Google App Engine Java and GWT Application Development
This book is designed to give developers the tools they need to build their own Google
App Engine (GAE) with Google Web Toolkit (GWT) applications, with a particular
focus on some of the technologies useful for building social-media-oriented applications.
The book is centered on a GAE + GWT Java application called Connectr, which is
developed throughout the chapters and demonstrates, by example, the use of the
technologies described in the book. The application includes social-media information
gathering and aggregation activities and incorporates the use of many App Engine
services and APIs, as well as GWT design patterns and widget examples.

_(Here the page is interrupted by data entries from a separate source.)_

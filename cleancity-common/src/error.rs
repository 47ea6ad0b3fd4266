//! Common error types for CleanCity

use thiserror::Error;

/// Common result type for CleanCity operations
pub type Result<T> = std::result::Result<T, Error>;

/// Common error types across CleanCity services
#[derive(Error, Debug)]
pub enum Error {
    /// Database operation error (wraps sqlx::Error)
    #[error("Database error: {0}")]
    Database(#[from] sqlx::Error),

    /// I/O operation error (wraps std::io::Error)
    #[error("IO error: {0}")]
    Io(#[from] std::io::Error),

    /// Configuration loading or validation error
    #[error("Configuration error: {0}")]
    Config(String),
}
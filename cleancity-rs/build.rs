//! Build script for cleancity-rs
//!
//! Captures the short git hash, build timestamp and profile so the startup
//! log identifies exactly which build is running.

use std::process::Command;

fn main() {
    let git_hash = Command::new("git")
        .args(["rev-parse", "--short=8", "HEAD"])
        .output()
        .ok()
        .filter(|output| output.status.success())
        .and_then(|output| String::from_utf8(output.stdout).ok())
        .map(|s| s.trim().to_string())
        .unwrap_or_else(|| "unknown".to_string());

    let build_timestamp = chrono::Utc::now().to_rfc3339_opts(chrono::SecondsFormat::Secs, true);
    let profile = std::env::var("PROFILE").unwrap_or_else(|_| "unknown".to_string());

    println!("cargo:rustc-env=GIT_HASH={}", git_hash);
    println!("cargo:rustc-env=BUILD_TIMESTAMP={}", build_timestamp);
    println!("cargo:rustc-env=BUILD_PROFILE={}", profile);
}
//! Derived, non-persisted aggregate views

use serde::{Deserialize, Serialize};

/// The slice of an approved record the aggregations need
#[derive(Debug, Clone, PartialEq)]
pub struct ApprovedPoint {
    pub contributor_id: String,
    pub lat: f64,
    pub lng: f64,
}

/// Per-contributor count of approved records
#[derive(Debug, Clone, PartialEq, Eq, Serialize, Deserialize)]
pub struct LeaderboardEntry {
    pub contributor_id: String,
    /// One point per approved record
    pub total_points: u64,
}

/// Grid cell at a fixed decimal precision
#[derive(Debug, Clone, PartialEq, Serialize, Deserialize)]
pub struct HotspotBin {
    pub lat: f64,
    pub lng: f64,
    pub count: u64,
}
//! Summarize client error types

use serde::Serialize;
use std::error::Error as StdError;
use thiserror::Error;

/// Failure of a single summarize call, with classification
#[derive(Debug, Clone, Error)]
#[error("{message}")]
pub struct SummarizeError {
    pub kind: SummarizeErrorKind,
    pub message: String,
}

impl SummarizeError {
    pub fn new(kind: SummarizeErrorKind, message: impl Into<String>) -> Self {
        Self {
            kind,
            message: message.into(),
        }
    }

    pub fn network(message: impl Into<String>) -> Self {
        Self::new(SummarizeErrorKind::Network, message)
    }

    pub fn timeout(message: impl Into<String>) -> Self {
        Self::new(SummarizeErrorKind::Timeout, message)
    }

    pub fn status(code: u16, message: impl Into<String>) -> Self {
        Self::new(SummarizeErrorKind::Status(code), message)
    }

    pub fn decode(message: impl Into<String>) -> Self {
        Self::new(SummarizeErrorKind::Decode, message)
    }

    /// Classify a transport-level reqwest failure.
    pub fn from_transport(err: &reqwest::Error) -> Self {
        let detail = error_chain(err);
        if err.is_timeout() {
            Self::timeout(format!("Request timed out: {detail}"))
        } else if err.is_connect() {
            Self::network(format!("Connection failed: {detail}"))
        } else if err.is_decode() {
            Self::decode(format!("Failed to read response: {detail}"))
        } else {
            Self::network(format!("Request failed: {detail}"))
        }
    }
}

/// Error classification, surfaced in the JSON API and in logs
#[derive(Debug, Clone, Copy, PartialEq, Eq, Serialize)]
#[serde(rename_all = "snake_case")]
pub enum SummarizeErrorKind {
    /// Connection refused, DNS, TLS or other transport failure
    Network,
    /// The fixed request timeout elapsed
    Timeout,
    /// The service answered with a non-2xx status
    Status(u16),
    /// The body was not the expected JSON shape
    Decode,
}

impl SummarizeErrorKind {
    pub fn label(self) -> &'static str {
        match self {
            Self::Network => "network",
            Self::Timeout => "timeout",
            Self::Status(_) => "status",
            Self::Decode => "decode",
        }
    }
}

/// Join an error with all of its sources.
///
/// reqwest keeps the interesting part ("Connection refused") in the source
/// chain, not in the top-level `Display`.
fn error_chain(err: &dyn StdError) -> String {
    let mut out = err.to_string();
    let mut source = err.source();
    while let Some(cause) = source {
        let text = cause.to_string();
        if !out.contains(&text) {
            out.push_str(": ");
            out.push_str(&text);
        }
        source = cause.source();
    }
    out
}
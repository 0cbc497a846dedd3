//! HTTP surface: the HTML page, form posts, and a small JSON API

mod assets;
mod cookie;
mod handlers;
mod types;

pub use handlers::create_router;

use crate::session::{Dispatcher, SessionStore};
use crate::summarize::SummaryClient;
use std::sync::Arc;
use std::time::Duration;

/// Application state shared across handlers
#[derive(Clone)]
pub struct AppState {
    pub sessions: Arc<SessionStore>,
    pub dispatcher: Arc<Dispatcher>,
}

impl AppState {
    /// `session_ttl` is how long an untouched session is kept
    pub fn new(client: Arc<dyn SummaryClient>, session_ttl: Duration) -> Self {
        Self {
            sessions: Arc::new(SessionStore::new(session_ttl)),
            dispatcher: Arc::new(Dispatcher::new(client)),
        }
    }
}
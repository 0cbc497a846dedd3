//! Property-based tests for the session state
//!
//! Random submission sequences must never break the single-exchange and
//! last-query invariants.

use super::*;
use crate::summarize::testing::MockSummaryClient;
use crate::summarize::{Reference, SummarizeError, SummarizeResponse};
use proptest::prelude::*;
use std::sync::Arc;

// ============================================================================
// Arbitrary Generators
// ============================================================================

#[derive(Debug, Clone)]
enum Reply {
    Found(usize),
    NoArticles,
    Failure,
}

fn arb_reply() -> impl Strategy<Value = Reply> {
    prop_oneof![
        (0usize..4).prop_map(Reply::Found),
        Just(Reply::NoArticles),
        Just(Reply::Failure),
    ]
}

/// Small alphabet so repeated queries actually happen
fn arb_query() -> impl Strategy<Value = String> {
    prop_oneof![
        Just(String::new()),
        Just("  ".to_string()),
        "[ab]{1,2}",
    ]
}

fn arb_steps() -> impl Strategy<Value = Vec<(String, Reply)>> {
    prop::collection::vec((arb_query(), arb_reply()), 1..20)
}

fn queue(client: &MockSummaryClient, reply: &Reply) {
    match reply {
        Reply::Found(n) => client.queue_response(SummarizeResponse {
            summary: Some("s".into()),
            reference_links: vec![Reference::default(); *n],
            status: None,
        }),
        Reply::NoArticles => client.queue_response(SummarizeResponse {
            summary: None,
            reference_links: vec![],
            status: Some(404),
        }),
        Reply::Failure => client.queue_error(SummarizeError::network("down")),
    }
}

fn run(steps: &[(String, Reply)]) -> (SessionState, Vec<DispatchOutcome>, Vec<String>) {
    let runtime = tokio::runtime::Builder::new_current_thread()
        .build()
        .unwrap();
    let client = Arc::new(MockSummaryClient::new());
    let dispatcher = Dispatcher::new(client.clone());
    let mut state = SessionState::new();
    let mut outcomes = Vec::new();

    runtime.block_on(async {
        for (query, reply) in steps {
            // Only the reply for an actual call is consumed
            let trimmed = query.trim();
            if !trimmed.is_empty() && !state.is_duplicate(trimmed) {
                queue(&client, reply);
            }
            outcomes.push(dispatcher.dispatch(&mut state, query).await);
        }
    });

    (state, outcomes, client.recorded_queries())
}

// ============================================================================
// Properties
// ============================================================================

proptest! {
    #[test]
    fn at_most_one_exchange(steps in arb_steps()) {
        let (state, _, _) = run(&steps);
        let turns = state.turns();
        prop_assert!(turns.len() <= 2);
        if let Some(first) = turns.first() {
            prop_assert_eq!(first.role, Role::User);
        }
        if let Some(second) = turns.get(1) {
            prop_assert_eq!(second.role, Role::Assistant);
        }
    }

    #[test]
    fn last_query_matches_last_user_turn(steps in arb_steps()) {
        let (state, _, _) = run(&steps);
        if state.search_count() > 0 {
            let last_user = state
                .turns()
                .iter()
                .rev()
                .find(|t| t.role == Role::User)
                .map(|t| t.content.as_str());
            prop_assert_eq!(state.last_query(), last_user);
        } else {
            prop_assert!(state.turns().is_empty());
            prop_assert_eq!(state.last_query(), None);
        }
    }

    #[test]
    fn one_call_per_dispatched_outcome(steps in arb_steps()) {
        let (state, outcomes, queries) = run(&steps);
        let dispatched = outcomes.iter().filter(|o| o.dispatched()).count();
        prop_assert_eq!(dispatched, queries.len());
        prop_assert_eq!(state.search_count(), queries.len() as u64);
        for pair in queries.windows(2) {
            prop_assert_ne!(&pair[0], &pair[1]);
        }
    }
}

Several stages of the Connectr application are used throughout the book as features are
added to the app. Code is included with the book for all application stages, and each
chapter indicates the stage used.

GWT Articles & Books

What This Book Covers

Chapter 1, Introduction, introduces the approaches and technology covered in the book,
and discusses what lies ahead.

Chapter 2, Using Eclipse and the Google Plugin, describes the basics of setting up a
project using the Eclipse IDE and Google’s GWT/GAE plugin. Topics include defining,
compiling and running an Eclipse GWT/GAE project, and using the GWT developer
browser plugin with the interactive debugger. The chapter also covers how to set up an
App Engine account and create applications, and how to deploy an app to App Engine
and access its Admin Console.

Chapter 3, Building The Connectr User Interface with GWT, focuses on GWT, and
building the first iteration of the Connectr application’s frontend. The chapter looks at
how to specify widgets, with a focus on declarative specification using GWT‘s UIBinder
and using the GWT RPC APifor server-side communication.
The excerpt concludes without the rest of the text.